Check every line of the data for the string "TreatmentSummary" and copy the ones that have it.
#### SOURCE RECORDS ####
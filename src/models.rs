use serde::{Deserialize, Serialize};

/// A doctor; owns zero or more patients
#[derive(Debug, Clone, PartialEq, Eq, Serialize, Deserialize)]
pub struct Doctor {
    pub id: i64,
    pub name: String,
}

/// A patient, owned by exactly one doctor
#[derive(Debug, Clone, PartialEq, Eq, Serialize, Deserialize)]
pub struct Patient {
    pub id: i64,
    pub name: String,
    pub doctor_id: i64,
}

/// An assistant
#[derive(Debug, Clone, PartialEq, Eq, Serialize, Deserialize)]
pub struct Assistant {
    pub id: i64,
    pub name: String,
}

/// Patient ↔ assistant assignment row (duplicates allowed)
#[derive(Debug, Clone, PartialEq, Eq, Serialize, Deserialize)]
pub struct PatientAssistant {
    pub id: i64,
    pub patient_id: i64,
    pub assistant_id: i64,
}

/// A treatment prescribed by a doctor, optionally applied by an assistant
#[derive(Debug, Clone, PartialEq, Eq, Serialize, Deserialize)]
pub struct Treatment {
    pub id: i64,
    pub description: String,
    pub patient_id: i64,
    pub doctor_id: i64,
    pub assistant_id: Option<i64>,
}

// ===== Request bodies =====
//
// Every field is optional at the serde level so the handlers can name the
// missing one in a 400 instead of failing inside the extractor.

#[derive(Debug, Default, Deserialize)]
pub struct NewDoctor {
    pub name: Option<String>,
}

#[derive(Debug, Default, Deserialize)]
pub struct NewPatient {
    pub name: Option<String>,
    pub doctor_id: Option<i64>,
}

#[derive(Debug, Default, Deserialize)]
pub struct NewAssistant {
    pub name: Option<String>,
}

#[derive(Debug, Default, Deserialize)]
pub struct NewTreatment {
    pub description: Option<String>,
    pub patient_id: Option<i64>,
    pub doctor_id: Option<i64>,
    pub assistant_id: Option<i64>,
}

#[derive(Debug, Default, Deserialize)]
pub struct NewAssignment {
    pub patient_id: Option<i64>,
    pub assistant_id: Option<i64>,
}

// ===== Response shapes =====

/// `{id, name}` view shared by doctors, patients, and assistants
#[derive(Debug, Clone, PartialEq, Eq, Serialize, Deserialize)]
pub struct NamedRef {
    pub id: i64,
    pub name: String,
}

impl From<&Doctor> for NamedRef {
    fn from(d: &Doctor) -> Self {
        Self {
            id: d.id,
            name: d.name.clone(),
        }
    }
}

impl From<&Patient> for NamedRef {
    fn from(p: &Patient) -> Self {
        Self {
            id: p.id,
            name: p.name.clone(),
        }
    }
}

impl From<&Assistant> for NamedRef {
    fn from(a: &Assistant) -> Self {
        Self {
            id: a.id,
            name: a.name.clone(),
        }
    }
}

#[derive(Debug, Clone, PartialEq, Eq, Serialize, Deserialize)]
pub struct TreatmentSummary {
    pub id: i64,
    pub description: String,
}

impl From<&Treatment> for TreatmentSummary {
    fn from(t: &Treatment) -> Self {
        Self {
            id: t.id,
            description: t.description.clone(),
        }
    }
}

/// One doctor with their patients
#[derive(Debug, Clone, Serialize, Deserialize)]
pub struct DoctorPatients {
    pub doctor: NamedRef,
    pub patients: Vec<NamedRef>,
}

#[derive(Debug, Clone, Serialize, Deserialize)]
pub struct ReportStatistics {
    pub total_doctors: usize,
    pub total_patients: usize,
}

#[derive(Debug, Clone, Serialize, Deserialize)]
pub struct DoctorsPatientsReport {
    pub doctors_patients: Vec<DoctorPatients>,
    pub statistics: ReportStatistics,
}
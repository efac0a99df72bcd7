//! Persistence layer for hospital records

pub mod store;

pub use store::{HospitalDb, StoreOptions};
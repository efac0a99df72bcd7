//! Authentication Module
//! Mission: Secure API access with role-bearing JWT tokens and a route policy

pub mod api;
pub mod credentials;
pub mod jwt;
pub mod middleware;
pub mod models;
pub mod policy;

pub use api::AuthState;
pub use credentials::{CredentialVerifier, StaticCredentials};
pub use jwt::JwtHandler;
pub use middleware::{auth_middleware, require_role};
pub use models::{Claims, UserRole};
//! Authentication Middleware
//! Mission: Protect API endpoints with JWT validation and role checks
//!
//! Two stages, layered token-first:
//! 1. [`auth_middleware`] verifies the bearer token and stores its claims.
//! 2. [`require_role`] consults [`ROUTE_POLICY`](crate::auth::policy::ROUTE_POLICY)
//!    for the matched route and refuses roles that are not listed.

use crate::auth::{jwt::JwtHandler, models::Claims, policy};
use axum::{
    extract::{MatchedPath, Request, State},
    http::{header, StatusCode},
    middleware::Next,
    response::{IntoResponse, Response},
    Json,
};
use serde_json::json;
use std::sync::Arc;
use tracing::{debug, warn};

/// Auth middleware that validates JWT tokens
pub async fn auth_middleware(
    State(jwt_handler): State<Arc<JwtHandler>>,
    mut req: Request,
    next: Next,
) -> Result<Response, AuthError> {
    let header_value = req
        .headers()
        .get(header::AUTHORIZATION)
        .ok_or(AuthError::MissingToken)?
        .to_str()
        .map_err(|_| AuthError::InvalidFormat)?;

    let token = header_value
        .strip_prefix("Bearer ")
        .map(str::trim)
        .filter(|t| !t.is_empty())
        .ok_or(AuthError::InvalidFormat)?;

    // Validate token and extract claims
    let claims = jwt_handler
        .validate_token(token)
        .map_err(|_| AuthError::InvalidToken)?;

    // Add claims to request extensions so later stages and handlers can access them
    req.extensions_mut().insert(claims);

    Ok(next.run(req).await)
}

/// Role guard: must run after [`auth_middleware`] on routes registered with
/// `route_layer`, where `MatchedPath` is available.
pub async fn require_role(req: Request, next: Next) -> Result<Response, AuthError> {
    let role = extract_claims(&req)
        .map(|c| c.sub)
        .ok_or(AuthError::MissingToken)?;

    let path = req
        .extensions()
        .get::<MatchedPath>()
        .map(|p| p.as_str().to_string())
        .unwrap_or_else(|| req.uri().path().to_string());
    let method = req.method().as_str().to_string();

    match policy::access_for(&method, &path) {
        Some(access) if access.permits(role) => {
            debug!(role = %role, method = %method, path = %path, "Role check passed");
            Ok(next.run(req).await)
        }
        Some(_) => {
            warn!(role = %role, method = %method, path = %path, "Role not permitted");
            Err(AuthError::Forbidden)
        }
        None => {
            warn!(method = %method, path = %path, "Route has no access rule");
            Err(AuthError::Forbidden)
        }
    }
}

/// Extract claims from request (use after auth middleware)
pub fn extract_claims(req: &Request) -> Option<&Claims> {
    req.extensions().get::<Claims>()
}

/// Auth error types
#[derive(Debug)]
pub enum AuthError {
    MissingToken,
    InvalidFormat,
    InvalidToken,
    Forbidden,
}

impl IntoResponse for AuthError {
    fn into_response(self) -> Response {
        let (status, message) = match self {
            AuthError::MissingToken => (StatusCode::UNAUTHORIZED, "Missing authorization token"),
            AuthError::InvalidFormat => (
                StatusCode::UNAUTHORIZED,
                "Invalid authorization format. Use: Bearer {token}",
            ),
            AuthError::InvalidToken => (StatusCode::UNAUTHORIZED, "Invalid or expired token"),
            AuthError::Forbidden => (StatusCode::FORBIDDEN, "Insufficient permissions"),
        };

        (status, Json(json!({ "message": message }))).into_response()
    }
}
####
WORKED SOLUTION
pub struct TreatmentSummary {
impl From<&Treatment> for TreatmentSummary {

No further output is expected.